Yes, get married. It sounds like you all are probably ready for that.
Your kids are not driving the bus, you are the adult, and if you are having another child, you are having one. They get a sibing no matter what they say. End of discussion there.They are kids and they will love their brother or sister no matter what when he or she gets there.
After 3 children you should know how those babies are being made. If you did not want to get pregnant at this time, then some preventative measures would have been prudent. Birth control has been around since WWII, so there is no excuse.
Are you saying that you do not want this baby if it is a girl?

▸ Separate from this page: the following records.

//! # Shell State
//!
//! Window bookkeeping and OS integration.

use std::path::Path;
use std::sync::atomic::{AtomicBool, Ordering};
use std::sync::Arc;

use tracing::debug;

use medx_supervisor::{ShellEvent, ShellEvents};

use crate::error::ApiError;
use crate::host::Opener;

pub struct ShellState {
    opener: Arc<dyn Opener>,
    events: Arc<dyn ShellEvents>,
    main_window_shown: AtomicBool,
    start_url: Option<String>,
}

impl ShellState {
    pub fn new(
        opener: Arc<dyn Opener>,
        events: Arc<dyn ShellEvents>,
        start_url: Option<String>,
    ) -> Self {
        ShellState {
            opener,
            events,
            main_window_shown: AtomicBool::new(false),
            start_url,
        }
    }

    /// Opens a folder in the OS file manager.
    pub fn open_folder(&self, folder: &Path) -> Result<(), ApiError> {
        debug!(?folder, "Opening folder");
        self.opener.open(folder)?;
        Ok(())
    }

    /// Dev server URL, or `None` for the bundled UI.
    pub fn start_url(&self) -> Option<&str> {
        self.start_url.as_deref()
    }

    /// Shows the main window. Only the first call emits.
    pub fn show_main_window(&self) -> bool {
        if self.main_window_shown.swap(true, Ordering::SeqCst) {
            debug!("Main window already shown");
            return false;
        }
        self.events.emit(ShellEvent::ShowMainWindow);
        true
    }
}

And your mom would be upset to have another granddaughter??That has got to be one of the saddest things that I think I have ever heard!
My friend just had a stillborn baby girl. A baby that she has tried three times for now, and has lost at different times during her pregnancy. If you do not think that this child is the miracle and the blessing that he or she is, then please look into options such as giving her up for adoption. Someone who is not as fertile or lucky as you all are is aching for a child to love.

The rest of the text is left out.